- [What is being asked]:
Print every record exactly, omitting none.

- [Data under study]:
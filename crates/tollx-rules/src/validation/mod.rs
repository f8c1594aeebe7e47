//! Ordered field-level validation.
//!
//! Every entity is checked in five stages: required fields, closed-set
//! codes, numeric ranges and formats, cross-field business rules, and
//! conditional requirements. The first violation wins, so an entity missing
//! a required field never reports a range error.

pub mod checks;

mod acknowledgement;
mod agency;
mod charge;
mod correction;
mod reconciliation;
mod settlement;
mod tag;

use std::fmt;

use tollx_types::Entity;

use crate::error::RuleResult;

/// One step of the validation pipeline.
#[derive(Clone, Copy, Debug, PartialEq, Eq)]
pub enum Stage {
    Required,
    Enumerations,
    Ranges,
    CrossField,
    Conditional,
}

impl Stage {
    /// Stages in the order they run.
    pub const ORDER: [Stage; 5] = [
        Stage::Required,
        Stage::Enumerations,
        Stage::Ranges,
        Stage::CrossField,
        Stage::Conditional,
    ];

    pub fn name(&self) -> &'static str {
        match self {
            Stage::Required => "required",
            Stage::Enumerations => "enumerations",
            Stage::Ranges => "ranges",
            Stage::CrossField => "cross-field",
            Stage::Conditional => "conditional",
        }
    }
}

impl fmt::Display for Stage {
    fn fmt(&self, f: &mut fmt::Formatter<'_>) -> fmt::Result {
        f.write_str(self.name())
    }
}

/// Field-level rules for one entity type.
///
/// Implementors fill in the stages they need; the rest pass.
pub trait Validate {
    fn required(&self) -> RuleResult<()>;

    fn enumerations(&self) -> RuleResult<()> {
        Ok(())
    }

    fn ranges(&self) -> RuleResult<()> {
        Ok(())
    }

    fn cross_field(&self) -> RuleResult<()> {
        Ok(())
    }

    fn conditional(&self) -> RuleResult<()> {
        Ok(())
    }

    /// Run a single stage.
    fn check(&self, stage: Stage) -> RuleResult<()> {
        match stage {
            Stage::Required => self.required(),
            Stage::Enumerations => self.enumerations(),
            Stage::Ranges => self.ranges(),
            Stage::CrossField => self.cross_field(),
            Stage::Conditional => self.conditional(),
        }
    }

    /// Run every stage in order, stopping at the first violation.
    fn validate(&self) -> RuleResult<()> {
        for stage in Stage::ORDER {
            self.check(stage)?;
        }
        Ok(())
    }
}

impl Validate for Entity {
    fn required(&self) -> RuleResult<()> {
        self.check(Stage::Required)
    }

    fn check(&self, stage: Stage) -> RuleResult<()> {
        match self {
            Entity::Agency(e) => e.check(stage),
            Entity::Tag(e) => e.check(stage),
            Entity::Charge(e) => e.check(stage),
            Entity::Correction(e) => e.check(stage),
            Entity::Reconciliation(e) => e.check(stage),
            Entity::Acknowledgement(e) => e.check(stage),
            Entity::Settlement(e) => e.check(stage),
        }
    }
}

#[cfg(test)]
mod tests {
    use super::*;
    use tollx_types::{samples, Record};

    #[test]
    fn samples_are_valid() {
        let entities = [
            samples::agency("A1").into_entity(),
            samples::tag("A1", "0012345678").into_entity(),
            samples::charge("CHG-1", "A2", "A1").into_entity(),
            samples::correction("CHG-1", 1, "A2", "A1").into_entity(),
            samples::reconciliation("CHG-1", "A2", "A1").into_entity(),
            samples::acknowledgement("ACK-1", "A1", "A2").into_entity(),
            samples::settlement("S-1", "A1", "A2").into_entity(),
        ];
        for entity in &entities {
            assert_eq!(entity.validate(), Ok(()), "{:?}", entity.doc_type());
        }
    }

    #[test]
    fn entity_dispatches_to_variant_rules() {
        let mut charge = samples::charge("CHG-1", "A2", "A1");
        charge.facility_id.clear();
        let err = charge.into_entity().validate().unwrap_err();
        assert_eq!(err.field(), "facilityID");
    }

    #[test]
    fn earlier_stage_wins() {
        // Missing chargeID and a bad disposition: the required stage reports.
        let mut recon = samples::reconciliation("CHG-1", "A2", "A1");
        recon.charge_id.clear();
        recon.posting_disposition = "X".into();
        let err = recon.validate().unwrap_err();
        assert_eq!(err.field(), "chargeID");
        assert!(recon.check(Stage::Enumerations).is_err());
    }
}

- [Answer to the problem]:
filename crates/tollx-rules/src/validation/mod.rs
repository f8c1594aeebe7e47
//! Ordered field-level validation.
//!
//! Every entity is checked in five stages: required fields, closed-set
//! codes, numeric ranges and formats, cross-field business rules, and
//! conditional requirements. The first violation wins, so an entity missing
//! a required field never reports a range error.

pub mod checks;

mod acknowledgement;
mod agency;
mod charge;
mod correction;
mod reconciliation;
mod settlement;
mod tag;

use std::fmt;

use tollx_types::Entity;

use crate::error::RuleResult;

/// One step of the validation pipeline.
#[derive(Clone, Copy, Debug, PartialEq, Eq)]
pub enum Stage {
    Required,
    Enumerations,
    Ranges,
    CrossField,
    Conditional,
}

impl Stage {
    /// Stages in the order they run.
    pub const ORDER: [Stage; 5] = [
        Stage::Required,
        Stage::Enumerations,
        Stage::Ranges,
        Stage::CrossField,
        Stage::Conditional,
    ];

    pub fn name(&self) -> &'static str {
        match self {
            Stage::Required => "required",
            Stage::Enumerations => "enumerations",
            Stage::Ranges => "ranges",
            Stage::CrossField => "cross-field",
            Stage::Conditional => "conditional",
        }
    }
}

impl fmt::Display for Stage {
    fn fmt(&self, f: &mut fmt::Formatter<'_>) -> fmt::Result {
        f.write_str(self.name())
    }
}

/// Field-level rules for one entity type.
///
/// Implementors fill in the stages they need; the rest pass.
pub trait Validate {
    fn required(&self) -> RuleResult<()>;

    fn enumerations(&self) -> RuleResult<()> {
        Ok(())
    }

    fn ranges(&self) -> RuleResult<()> {
        Ok(())
    }

    fn cross_field(&self) -> RuleResult<()> {
        Ok(())
    }

    fn conditional(&self) -> RuleResult<()> {
        Ok(())
    }

    /// Run a single stage.
    fn check(&self, stage: Stage) -> RuleResult<()> {
        match stage {
            Stage::Required => self.required(),
            Stage::Enumerations => self.enumerations(),
            Stage::Ranges => self.ranges(),
            Stage::CrossField => self.cross_field(),
            Stage::Conditional => self.conditional(),
        }
    }

    /// Run every stage in order, stopping at the first violation.
    fn validate(&self) -> RuleResult<()> {
        for stage in Stage::ORDER {
            self.check(stage)?;
        }
        Ok(())
    }
}

impl Validate for Entity {
    fn required(&self) -> RuleResult<()> {
        self.check(Stage::Required)
    }

    fn check(&self, stage: Stage) -> RuleResult<()> {
        match self {
            Entity::Agency(e) => e.check(stage),
            Entity::Tag(e) => e.check(stage),
            Entity::Charge(e) => e.check(stage),
            Entity::Correction(e) => e.check(stage),
            Entity::Reconciliation(e) => e.check(stage),
            Entity::Acknowledgement(e) => e.check(stage),
            Entity::Settlement(e) => e.check(stage),
        }
    }
}

#[cfg(test)]
mod tests {
    use super::*;
    use tollx_types::{samples, Record};

    #[test]
    fn samples_are_valid() {
        let entities = [
            samples::agency("A1").into_entity(),
            samples::tag("A1", "0012345678").into_entity(),
            samples::charge("CHG-1", "A2", "A1").into_entity(),
            samples::correction("CHG-1", 1, "A2", "A1").into_entity(),
            samples::reconciliation("CHG-1", "A2", "A1").into_entity(),
            samples::acknowledgement("ACK-1", "A1", "A2").into_entity(),
            samples::settlement("S-1", "A1", "A2").into_entity(),
        ];
        for entity in &entities {
            assert_eq!(entity.validate(), Ok(()), "{:?}", entity.doc_type());
        }
    }

    #[test]
    fn entity_dispatches_to_variant_rules() {
        let mut charge = samples::charge("CHG-1", "A2", "A1");
        charge.facility_id.clear();
        let err = charge.into_entity().validate().unwrap_err();
        assert_eq!(err.field(), "facilityID");
    }

    #[test]
    fn earlier_stage_wins() {
        // Missing chargeID and a bad disposition: the required stage reports.
        let mut recon = samples::reconciliation("CHG-1", "A2", "A1");
        recon.charge_id.clear();
        recon.posting_disposition = "X".into();
        let err = recon.validate().unwrap_err();
        assert_eq!(err.field(), "chargeID");
        assert!(recon.check(Stage::Enumerations).is_err());
    }
}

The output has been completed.